------ DATA FOR ANALYSIS ------

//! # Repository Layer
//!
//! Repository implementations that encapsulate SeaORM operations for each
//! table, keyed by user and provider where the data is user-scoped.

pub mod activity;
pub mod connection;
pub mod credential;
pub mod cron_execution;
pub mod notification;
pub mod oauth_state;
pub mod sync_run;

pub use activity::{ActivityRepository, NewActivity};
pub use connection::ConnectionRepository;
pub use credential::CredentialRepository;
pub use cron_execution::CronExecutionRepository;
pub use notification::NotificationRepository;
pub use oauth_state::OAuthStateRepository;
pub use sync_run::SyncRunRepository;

------
------ DATA FOR ANALYSIS ------

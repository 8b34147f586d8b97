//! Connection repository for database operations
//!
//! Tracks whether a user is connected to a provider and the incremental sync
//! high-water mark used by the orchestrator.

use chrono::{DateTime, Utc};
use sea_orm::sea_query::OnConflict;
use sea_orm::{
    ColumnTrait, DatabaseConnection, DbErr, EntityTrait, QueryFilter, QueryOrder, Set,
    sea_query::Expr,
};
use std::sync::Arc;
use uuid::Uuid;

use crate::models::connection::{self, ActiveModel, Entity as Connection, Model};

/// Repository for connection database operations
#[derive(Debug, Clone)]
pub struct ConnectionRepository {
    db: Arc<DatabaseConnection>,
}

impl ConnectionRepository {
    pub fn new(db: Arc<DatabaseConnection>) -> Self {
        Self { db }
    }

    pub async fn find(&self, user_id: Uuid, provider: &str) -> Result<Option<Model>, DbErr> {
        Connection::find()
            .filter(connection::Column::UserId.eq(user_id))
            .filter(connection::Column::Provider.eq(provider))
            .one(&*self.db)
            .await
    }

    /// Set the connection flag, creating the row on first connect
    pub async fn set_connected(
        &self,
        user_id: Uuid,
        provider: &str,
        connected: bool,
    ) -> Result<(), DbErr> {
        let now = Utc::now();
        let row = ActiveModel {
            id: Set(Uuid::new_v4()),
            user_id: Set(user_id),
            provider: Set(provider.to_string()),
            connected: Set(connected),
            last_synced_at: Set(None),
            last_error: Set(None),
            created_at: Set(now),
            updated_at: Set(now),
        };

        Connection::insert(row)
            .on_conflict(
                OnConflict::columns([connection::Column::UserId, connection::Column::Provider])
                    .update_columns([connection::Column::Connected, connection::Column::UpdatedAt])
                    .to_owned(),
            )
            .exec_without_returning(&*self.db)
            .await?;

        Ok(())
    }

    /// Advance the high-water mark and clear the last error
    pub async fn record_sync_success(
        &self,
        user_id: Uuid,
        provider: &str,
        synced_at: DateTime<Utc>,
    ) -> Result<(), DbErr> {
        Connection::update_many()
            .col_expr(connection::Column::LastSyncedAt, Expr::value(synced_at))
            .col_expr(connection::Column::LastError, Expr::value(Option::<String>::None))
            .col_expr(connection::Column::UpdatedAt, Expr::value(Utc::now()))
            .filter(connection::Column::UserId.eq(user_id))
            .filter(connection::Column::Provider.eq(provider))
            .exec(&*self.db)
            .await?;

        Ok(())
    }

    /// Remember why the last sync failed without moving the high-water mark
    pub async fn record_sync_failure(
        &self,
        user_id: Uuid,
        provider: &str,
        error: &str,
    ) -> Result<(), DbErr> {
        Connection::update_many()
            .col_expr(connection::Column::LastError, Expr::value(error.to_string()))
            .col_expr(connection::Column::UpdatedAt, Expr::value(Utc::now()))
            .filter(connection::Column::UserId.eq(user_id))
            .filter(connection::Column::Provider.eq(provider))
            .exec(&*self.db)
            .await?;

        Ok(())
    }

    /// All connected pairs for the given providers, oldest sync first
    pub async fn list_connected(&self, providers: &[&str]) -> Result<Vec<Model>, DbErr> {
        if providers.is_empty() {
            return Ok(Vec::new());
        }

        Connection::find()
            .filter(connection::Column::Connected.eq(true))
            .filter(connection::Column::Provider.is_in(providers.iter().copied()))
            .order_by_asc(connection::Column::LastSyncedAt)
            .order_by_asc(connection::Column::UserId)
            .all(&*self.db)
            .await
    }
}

------
------ DATA FOR ANALYSIS ------

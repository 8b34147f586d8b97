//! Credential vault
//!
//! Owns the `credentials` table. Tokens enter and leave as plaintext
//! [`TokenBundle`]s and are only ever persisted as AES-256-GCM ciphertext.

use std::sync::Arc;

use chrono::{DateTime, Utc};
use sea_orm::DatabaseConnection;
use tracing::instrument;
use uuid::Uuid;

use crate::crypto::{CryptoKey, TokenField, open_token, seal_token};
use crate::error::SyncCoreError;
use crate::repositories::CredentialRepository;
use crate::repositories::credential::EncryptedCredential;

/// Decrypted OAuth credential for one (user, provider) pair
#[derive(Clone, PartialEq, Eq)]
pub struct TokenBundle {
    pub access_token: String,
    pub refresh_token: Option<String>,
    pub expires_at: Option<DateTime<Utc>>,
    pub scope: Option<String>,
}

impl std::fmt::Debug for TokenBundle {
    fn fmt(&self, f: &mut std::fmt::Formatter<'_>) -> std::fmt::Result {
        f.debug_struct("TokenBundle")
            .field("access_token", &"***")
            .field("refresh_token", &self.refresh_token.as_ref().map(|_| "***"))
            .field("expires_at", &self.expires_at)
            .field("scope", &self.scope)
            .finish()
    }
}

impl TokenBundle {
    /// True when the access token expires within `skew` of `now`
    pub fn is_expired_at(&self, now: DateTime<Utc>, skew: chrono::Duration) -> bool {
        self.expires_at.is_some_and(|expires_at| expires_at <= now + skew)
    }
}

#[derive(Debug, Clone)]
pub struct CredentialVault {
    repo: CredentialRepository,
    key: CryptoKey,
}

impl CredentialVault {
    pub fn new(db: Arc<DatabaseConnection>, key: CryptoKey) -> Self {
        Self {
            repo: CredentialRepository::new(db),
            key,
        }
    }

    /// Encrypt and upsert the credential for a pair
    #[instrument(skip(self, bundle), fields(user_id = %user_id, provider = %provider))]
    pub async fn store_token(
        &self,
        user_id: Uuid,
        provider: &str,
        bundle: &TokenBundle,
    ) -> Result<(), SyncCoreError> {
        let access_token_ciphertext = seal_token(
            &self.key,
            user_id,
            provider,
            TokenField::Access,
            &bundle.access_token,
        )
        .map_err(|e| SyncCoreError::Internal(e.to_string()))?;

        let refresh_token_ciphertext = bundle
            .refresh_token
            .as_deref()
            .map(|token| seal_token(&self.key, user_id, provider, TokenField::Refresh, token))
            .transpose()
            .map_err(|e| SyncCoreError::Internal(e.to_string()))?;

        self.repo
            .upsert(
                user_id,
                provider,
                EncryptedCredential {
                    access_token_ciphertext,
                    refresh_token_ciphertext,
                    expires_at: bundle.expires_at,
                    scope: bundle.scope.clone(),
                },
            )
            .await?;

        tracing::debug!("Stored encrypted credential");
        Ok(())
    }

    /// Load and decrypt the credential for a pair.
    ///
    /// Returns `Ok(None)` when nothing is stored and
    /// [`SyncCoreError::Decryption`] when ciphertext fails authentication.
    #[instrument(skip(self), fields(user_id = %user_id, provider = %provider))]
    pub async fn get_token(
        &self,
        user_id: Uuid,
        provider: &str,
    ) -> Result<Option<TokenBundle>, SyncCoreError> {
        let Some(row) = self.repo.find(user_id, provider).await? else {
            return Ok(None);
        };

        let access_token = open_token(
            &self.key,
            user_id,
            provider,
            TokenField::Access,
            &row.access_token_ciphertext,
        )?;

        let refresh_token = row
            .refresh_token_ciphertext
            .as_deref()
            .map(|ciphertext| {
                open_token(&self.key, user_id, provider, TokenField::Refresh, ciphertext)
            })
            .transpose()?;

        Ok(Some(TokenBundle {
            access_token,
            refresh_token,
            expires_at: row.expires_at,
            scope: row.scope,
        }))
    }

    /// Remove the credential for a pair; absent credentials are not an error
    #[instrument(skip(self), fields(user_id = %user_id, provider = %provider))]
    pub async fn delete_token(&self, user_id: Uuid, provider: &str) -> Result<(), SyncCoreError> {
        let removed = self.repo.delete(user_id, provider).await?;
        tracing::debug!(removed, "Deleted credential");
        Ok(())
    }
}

------

*WORK TO BE COMPLETED*
Read the entries and show each line that mentions "providers".

*ANSWER TO THIS TASK*
    /// All connected pairs for the given providers, oldest sync first
    pub async fn list_connected(&self, providers: &[&str]) -> Result<Vec<Model>, DbErr> {
        if providers.is_empty() {
            .filter(connection::Column::Provider.is_in(providers.iter().copied()))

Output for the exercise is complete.